DETAILED DESCRIPTION
[0035]The foregoing and other features and advantages of various aspects of the invention(s) will be apparent from the following, more-particular description of various concepts and specific embodiments within the broader bounds of the invention(s). Various aspects of the subject matter introduced above and discussed in greater detail below may be implemented in any of numerous ways, as the subject matter is not limited to any particular manner of implementation. Examples of specific implementations and applications are provided primarily for illustrative purposes.

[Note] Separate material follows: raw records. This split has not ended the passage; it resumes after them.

//! Image service configuration, loaded from TOML.

use std::path::{Path, PathBuf};

use cis_index::labels::default_name_labels;
use cis_index::IndexConfig;
use serde::{Deserialize, Serialize};
use thiserror::Error;

/// Errors from loading an [`ImagesConfig`].
#[derive(Debug, Error)]
pub enum ConfigError {
    #[error("cannot read config {path}: {source}")]
    Io {
        path: PathBuf,
        #[source]
        source: std::io::Error,
    },

    #[error("invalid config: {0}")]
    Parse(#[from] toml::de::Error),

    #[error("cannot open image index: {0}")]
    Index(#[from] cis_index::IndexError),
}

/// Configuration for the image service.
///
/// ```toml
/// name_labels = ["io.containerd.image.name"]
///
/// [index]
/// backend = "filesystem"
/// root = "/var/lib/cis/index"
/// ```
#[derive(Clone, Debug, PartialEq, Eq, Serialize, Deserialize)]
#[serde(default)]
pub struct ImagesConfig {
    /// Where image entries are stored.
    pub index: IndexConfig,
    /// Label keys that identify an entry by name. They are stripped when an
    /// entry is preserved under its digest-qualified name.
    pub name_labels: Vec<String>,
}

impl Default for ImagesConfig {
    fn default() -> Self {
        Self {
            index: IndexConfig::default(),
            name_labels: default_name_labels(),
        }
    }
}

impl ImagesConfig {
    /// Parse a TOML document; missing keys take their defaults.
    pub fn from_toml_str(s: &str) -> Result<Self, ConfigError> {
        Ok(toml::from_str(s)?)
    }

    /// Read and parse a TOML config file.
    pub fn load(path: impl AsRef<Path>) -> Result<Self, ConfigError> {
        let path = path.as_ref();
        let raw = std::fs::read_to_string(path).map_err(|source| ConfigError::Io {
            path: path.to_path_buf(),
            source,
        })?;
        Self::from_toml_str(&raw)
    }
}
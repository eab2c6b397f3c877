//! Error taxonomy for image service operations.
//!
//! Every error names the image it concerns; errors raised while touching the
//! index also carry the digest involved. [`ImageError::kind`] sorts errors
//! into the coarse classes callers branch on.

use cis_index::{IndexError, IndexOp};
use cis_reference::ReferenceError;
use cis_types::{Digest, ImageId};
use thiserror::Error;

use crate::resolver::ResolveError;

/// Coarse classification of an [`ImageError`].
#[derive(Clone, Copy, Debug, PartialEq, Eq, Hash)]
pub enum ErrorKind {
    /// The caller supplied something unusable; retrying will not help.
    InvalidParameter,
    /// Required content or entry is absent.
    NotFound,
    /// The name is taken.
    AlreadyExists,
    /// The backend failed.
    System,
    /// An invariant was violated; indicates a bug or a misbehaving backend.
    Unknown,
}

impl From<&IndexError> for ErrorKind {
    fn from(err: &IndexError) -> Self {
        match err {
            IndexError::NotFound { .. } => ErrorKind::NotFound,
            IndexError::AlreadyExists { .. } => ErrorKind::AlreadyExists,
            IndexError::Serialization(_) | IndexError::Io(_) | IndexError::Unavailable(_) => {
                ErrorKind::System
            }
        }
    }
}

/// Errors from image service operations.
#[derive(Debug, Error)]
pub enum ImageError {
    /// An image name could not be parsed as a reference.
    #[error("image name {name} ({digest}) is not a valid reference: {source}")]
    InvalidParameter {
        name: String,
        digest: Digest,
        #[source]
        source: ReferenceError,
    },

    /// A digest-qualified name was given content with a different digest.
    #[error("image name {name} pins {expected} but the content is {digest}")]
    DigestMismatch {
        name: String,
        digest: Digest,
        expected: Digest,
    },

    /// The content resolver could not resolve the image to tag.
    #[error("cannot resolve image {id} for {name}: {source}")]
    Resolve {
        id: ImageId,
        name: String,
        #[source]
        source: ResolveError,
    },

    /// No image exists under the requested name.
    #[error("no such image: {name}")]
    NotFound { name: String },

    /// An index operation failed.
    #[error("failed to {op} image {name} ({digest}): {source}")]
    System {
        op: IndexOp,
        name: String,
        digest: Digest,
        #[source]
        source: IndexError,
    },

    /// Looking up an image by name failed before its target was known.
    #[error("failed to look up image {name}: {source}")]
    Lookup {
        name: String,
        #[source]
        source: IndexError,
    },

    /// The image occupying a name could not be displaced.
    #[error("failed to displace image {name} ({digest}): {source}")]
    Displace {
        name: String,
        digest: Digest,
        #[source]
        source: Box<ImageError>,
    },

    /// The index contradicted itself.
    #[error("inconsistent state for image {name} ({digest}): {reason}")]
    Unknown {
        name: String,
        digest: Digest,
        reason: String,
    },
}

impl ImageError {
    pub fn kind(&self) -> ErrorKind {
        match self {
            ImageError::InvalidParameter { .. } | ImageError::DigestMismatch { .. } => {
                ErrorKind::InvalidParameter
            }
            ImageError::Resolve { source, .. } => match source {
                ResolveError::NotFound { .. } => ErrorKind::NotFound,
                ResolveError::Backend(_) => ErrorKind::System,
            },
            ImageError::NotFound { .. } => ErrorKind::NotFound,
            ImageError::System { source, .. } | ImageError::Lookup { source, .. } => {
                ErrorKind::from(source)
            }
            ImageError::Displace { .. } => ErrorKind::System,
            ImageError::Unknown { .. } => ErrorKind::Unknown,
        }
    }

    /// The image name the failing operation acted on.
    pub fn name(&self) -> &str {
        match self {
            ImageError::InvalidParameter { name, .. }
            | ImageError::DigestMismatch { name, .. }
            | ImageError::Resolve { name, .. }
            | ImageError::NotFound { name }
            | ImageError::System { name, .. }
            | ImageError::Lookup { name, .. }
            | ImageError::Displace { name, .. }
            | ImageError::Unknown { name, .. } => name,
        }
    }

    /// The digest involved, when the error arose against a known target.
    pub fn digest(&self) -> Option<&Digest> {
        match self {
            ImageError::InvalidParameter { digest, .. }
            | ImageError::DigestMismatch { digest, .. }
            | ImageError::System { digest, .. }
            | ImageError::Displace { digest, .. }
            | ImageError::Unknown { digest, .. } => Some(digest),
            ImageError::Resolve { .. } | ImageError::NotFound { .. } | ImageError::Lookup { .. } => {
                None
            }
        }
    }
}

/// Convenience alias for image service results.
pub type ImageResult<T> = Result<T, ImageError>;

[0036]Unless otherwise herein defined, used, or characterized, terms that are used herein (including technical and scientific terms) are to be interpreted as having a meaning that is consistent with their accepted meaning in the context of the relevant art and are not to be interpreted in an idealized or overly formal sense unless expressly so defined herein. For example, if a particular composition is referenced, the composition may be substantially (though not perfectly) pure, as practical and imperfect realities may apply; e.g., the potential presence of at least trace impurities (e.g., at less than 1 or 2%) can be understood as being within the scope of the description. Likewise, if a particular shape is referenced, the shape is intended to include imperfect variations from ideal shapes, e.g., due to manufacturing tolerances. Percentages or concentrations expressed herein can be in terms of weight or volume. Processes, procedures, and phenomena described below can occur at ambient pressure (e.g., about 50-120 kPa—for example, about 90-110 kPa) and temperature (e.g., −20 to 50° C.—for example, about 10-35° C.) unless otherwise specified.
[0037]Although the terms, first, second, third, etc., may be used herein to describe various elements, these elements are not to be limited by these terms. These terms are simply used to distinguish one element from another. Thus, a first element, discussed below, could be termed a second element without departing from the teachings of the exemplary embodiments.

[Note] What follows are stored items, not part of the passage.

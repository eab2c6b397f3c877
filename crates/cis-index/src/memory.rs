//! In-memory image index for testing and ephemeral use.
//!
//! [`InMemoryImageIndex`] stores all images in a `HashMap` protected by a
//! `RwLock`. Each trait operation holds the lock for exactly one key access,
//! which gives the per-name atomicity the [`ImageIndex`] contract requires.

use std::collections::HashMap;
use std::sync::{RwLock, RwLockReadGuard, RwLockWriteGuard};

use async_trait::async_trait;
use chrono::Utc;

use cis_types::Digest;

use crate::error::{IndexError, IndexResult};
use crate::traits::ImageIndex;
use crate::types::Image;

/// An in-memory implementation of [`ImageIndex`].
///
/// All data lives in a `HashMap` behind a `RwLock`. Data is lost when the
/// index is dropped.
#[derive(Debug, Default)]
pub struct InMemoryImageIndex {
    images: RwLock<HashMap<String, Image>>,
}

impl InMemoryImageIndex {
    /// Create a new empty index.
    pub fn new() -> Self {
        Self::default()
    }

    fn read(&self) -> IndexResult<RwLockReadGuard<'_, HashMap<String, Image>>> {
        self.images
            .read()
            .map_err(|e| IndexError::Unavailable(format!("lock poisoned: {e}")))
    }

    fn write(&self) -> IndexResult<RwLockWriteGuard<'_, HashMap<String, Image>>> {
        self.images
            .write()
            .map_err(|e| IndexError::Unavailable(format!("lock poisoned: {e}")))
    }

    /// Store `image` unconditionally, replacing any entry with the same name.
    pub fn insert(&self, image: Image) -> IndexResult<Option<Image>> {
        Ok(self.write()?.insert(image.name.clone(), image))
    }

    /// Remove and return the entry stored under `name`, if any.
    pub fn remove(&self, name: &str) -> IndexResult<Option<Image>> {
        Ok(self.write()?.remove(name))
    }

    /// All entries, ordered by name.
    pub fn snapshot(&self) -> IndexResult<Vec<Image>> {
        let mut images: Vec<Image> = self.read()?.values().cloned().collect();
        images.sort_by(|a, b| a.name.cmp(&b.name));
        Ok(images)
    }

    /// Number of stored entries.
    pub fn len(&self) -> usize {
        self.read().map(|images| images.len()).unwrap_or(0)
    }

    /// Returns `true` if no entries are stored.
    pub fn is_empty(&self) -> bool {
        self.len() == 0
    }
}

#[async_trait]
impl ImageIndex for InMemoryImageIndex {
    async fn create(&self, mut image: Image) -> IndexResult<Image> {
        let mut images = self.write()?;
        if images.contains_key(&image.name) {
            return Err(IndexError::AlreadyExists { name: image.name });
        }

        let now = Utc::now();
        image.created_at = now;
        image.updated_at = now;
        images.insert(image.name.clone(), image.clone());
        Ok(image)
    }

    async fn get(&self, name: &str) -> IndexResult<Image> {
        self.read()?
            .get(name)
            .cloned()
            .ok_or_else(|| IndexError::NotFound {
                name: name.to_string(),
            })
    }

    async fn delete(&self, name: &str) -> IndexResult<()> {
        match self.write()?.remove(name) {
            Some(_) => Ok(()),
            None => Err(IndexError::NotFound {
                name: name.to_string(),
            }),
        }
    }

    async fn list_by_digest(&self, digest: &Digest) -> IndexResult<Vec<Image>> {
        let mut matching: Vec<Image> = self
            .read()?
            .values()
            .filter(|image| image.digest() == digest)
            .cloned()
            .collect();
        matching.sort_by(|a, b| a.name.cmp(&b.name));
        Ok(matching)
    }
}

#[cfg(test)]
mod tests {
    use std::sync::Arc;

    use super::*;
    use cis_types::Descriptor;

    fn image(name: &str, content: &[u8]) -> Image {
        Image::new(name, Descriptor::for_manifest(content))
    }

    // ---- Create and get ----
    #[tokio::test]
    async fn create_and_get() {
        let index = InMemoryImageIndex::new();
        let stored = index.create(image("app:v1", b"a")).await.unwrap();

        let read = index.get("app:v1").await.unwrap();
        assert_eq!(read, stored);
        assert_eq!(index.len(), 1);
    }

    #[tokio::test]
    async fn get_missing_is_not_found() {
        let index = InMemoryImageIndex::new();
        let err = index.get("app:nope").await.unwrap_err();
        assert!(err.is_not_found(), "expected NotFound, got: {err}");
    }

    // ---- Names are unique ----
    #[tokio::test]
    async fn create_existing_name_is_already_exists() {
        let index = InMemoryImageIndex::new();
        index.create(image("app:v1", b"a")).await.unwrap();

        let err = index.create(image("app:v1", b"b")).await.unwrap_err();
        assert!(err.is_already_exists(), "expected AlreadyExists, got: {err}");

        // The original target is untouched.
        let read = index.get("app:v1").await.unwrap();
        assert_eq!(read.digest(), &Digest::sha256(b"a"));
    }

    // ---- Delete ----
    #[tokio::test]
    async fn delete_then_get() {
        let index = InMemoryImageIndex::new();
        index.create(image("app:v1", b"a")).await.unwrap();
        index.delete("app:v1").await.unwrap();

        assert!(index.get("app:v1").await.unwrap_err().is_not_found());
        assert!(index.is_empty());
    }

    #[tokio::test]
    async fn delete_missing_is_not_found() {
        let index = InMemoryImageIndex::new();
        let err = index.delete("app:ghost").await.unwrap_err();
        assert!(err.is_not_found());
    }

    // ---- List by digest ----
    #[tokio::test]
    async fn list_by_digest_filters_and_sorts() {
        let index = InMemoryImageIndex::new();
        index.create(image("app:v2", b"shared")).await.unwrap();
        index.create(image("app:v1", b"shared")).await.unwrap();
        index.create(image("other:v1", b"other")).await.unwrap();

        let listed = index
            .list_by_digest(&Digest::sha256(b"shared"))
            .await
            .unwrap();
        let names: Vec<&str> = listed.iter().map(|i| i.name.as_str()).collect();
        assert_eq!(names, vec!["app:v1", "app:v2"]);

        let none = index
            .list_by_digest(&Digest::sha256(b"absent"))
            .await
            .unwrap();
        assert!(none.is_empty());
    }

    // ---- Sync helpers ----
    #[test]
    fn insert_replaces_and_remove_returns() {
        let index = InMemoryImageIndex::new();
        assert!(index.insert(image("app:v1", b"a")).unwrap().is_none());
        let replaced = index.insert(image("app:v1", b"b")).unwrap().unwrap();
        assert_eq!(replaced.digest(), &Digest::sha256(b"a"));

        let removed = index.remove("app:v1").unwrap().unwrap();
        assert_eq!(removed.digest(), &Digest::sha256(b"b"));
        assert!(index.remove("app:v1").unwrap().is_none());
    }

    #[test]
    fn snapshot_is_sorted() {
        let index = InMemoryImageIndex::new();
        index.insert(image("c", b"1")).unwrap();
        index.insert(image("a", b"2")).unwrap();
        index.insert(image("b", b"3")).unwrap();
        let names: Vec<String> = index
            .snapshot()
            .unwrap()
            .into_iter()
            .map(|i| i.name)
            .collect();
        assert_eq!(names, vec!["a", "b", "c"]);
    }

    // ---- Per-key atomicity under contention ----
    #[tokio::test(flavor = "multi_thread", worker_threads = 4)]
    async fn concurrent_creates_produce_one_entry() {
        let index = Arc::new(InMemoryImageIndex::new());

        let handles: Vec<_> = (0..16u8)
            .map(|i| {
                let index = Arc::clone(&index);
                tokio::spawn(async move { index.create(image("app:v1", &[i])).await })
            })
            .collect();

        let mut created = 0;
        let mut conflicts = 0;
        for handle in handles {
            match handle.await.unwrap() {
                Ok(_) => created += 1,
                Err(e) if e.is_already_exists() => conflicts += 1,
                Err(e) => panic!("unexpected error: {e}"),
            }
        }
        assert_eq!(created, 1);
        assert_eq!(conflicts, 15);
        assert_eq!(index.len(), 1);
    }
}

[0038]Spatially relative terms, such as “above,” “below,” “left,” “right,” “in front,” “behind,” and the like, may be used herein for ease of description to describe the relationship of one element to another element, as illustrated in the figures. It will be understood that the spatially relative terms, as well as the illustrated configurations, are intended to encompass different orientations of the apparatus in use or operation in addition to the orientations described herein and depicted in the figures. For example, if the apparatus in the figures is turned over, elements described as “below” or “beneath” other elements or features would then be oriented “above” the other elements or features. Thus, the exemplary term, “above,” may encompass both an orientation of above and below. The apparatus may be otherwise oriented (e.g., rotated 90 degrees or at other orientations) and the spatially relative descriptors used herein interpreted accordingly. The term, “about,” can mean within +10% of the value recited. In addition, where a range of values is provided, each subrange and each individual value between the upper and lower ends of the range is contemplated and therefore disclosed.

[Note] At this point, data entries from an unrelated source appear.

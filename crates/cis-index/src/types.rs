//! The named entry stored by the image index.

use std::collections::BTreeMap;

use chrono::{DateTime, Utc};
use serde::{Deserialize, Serialize};

use cis_types::{Descriptor, Digest};

/// A named image: a reference string bound to a content descriptor.
///
/// `name` is unique across the index. `target` is immutable once the entry
/// is created; re-pointing a name means deleting the entry and creating a
/// new one.
#[derive(Clone, Debug, PartialEq, Eq, Serialize, Deserialize)]
pub struct Image {
    /// Reference string, e.g. `registry.local/app:v1` or `app@sha256:...`.
    pub name: String,
    /// The content this name points to.
    pub target: Descriptor,
    /// Free-form metadata attached at creation.
    #[serde(default)]
    pub labels: BTreeMap<String, String>,
    /// When the index stored this entry.
    pub created_at: DateTime<Utc>,
    /// When the entry was last written.
    pub updated_at: DateTime<Utc>,
}

impl Image {
    /// Create an unstored image entry with no labels.
    pub fn new(name: impl Into<String>, target: Descriptor) -> Self {
        let now = Utc::now();
        Self {
            name: name.into(),
            target,
            labels: BTreeMap::new(),
            created_at: now,
            updated_at: now,
        }
    }

    /// Attach a label, replacing any previous value for the key.
    pub fn with_label(mut self, key: impl Into<String>, value: impl Into<String>) -> Self {
        self.labels.insert(key.into(), value.into());
        self
    }

    /// Digest of the target content.
    pub fn digest(&self) -> &Digest {
        &self.target.digest
    }
}

#[cfg(test)]
mod tests {
    use super::*;

    #[test]
    fn new_image_has_no_labels() {
        let image = Image::new("app:v1", Descriptor::for_manifest(b"m"));
        assert!(image.labels.is_empty());
        assert_eq!(image.created_at, image.updated_at);
        assert_eq!(image.digest(), &Digest::sha256(b"m"));
    }

    #[test]
    fn labels_survive_serde() {
        let image = Image::new("app:v1", Descriptor::for_manifest(b"m"))
            .with_label("io.containerd.image.name", "app:v1")
            .with_label("team", "infra");
        let json = serde_json::to_string(&image).unwrap();
        let parsed: Image = serde_json::from_str(&json).unwrap();
        assert_eq!(parsed, image);
    }
}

[0039]Further still, in this disclosure, when an element is referred to as being “on,” “connected to,” “coupled to,” “in contact with,” etc., another element, it may be directly on, connected to, coupled to, or in contact with the other element or intervening elements may be present unless otherwise specified.
[0040]The terminology used herein is for the purpose of describing particular embodiments and is not intended to be limited to specifics of the exemplary embodiments. As used herein, singular forms, such as those introduced with the articles, “a” and “an,” are intended to include the plural forms as well, unless the context indicates otherwise. Additionally, the terms, “includes,” “including,” “comprises,” and “comprising,” specify the presence of the stated elements or steps but do not preclude the presence or addition of one or more other elements or steps.
[0041]Additionally, the various components identified herein can be provided in an assembled and finished form; or some or all of the components can be packaged together and marketed as a kit with instructions (e.g., in written, video, or audio form) for assembly and/or modification by a customer to produce a finished product.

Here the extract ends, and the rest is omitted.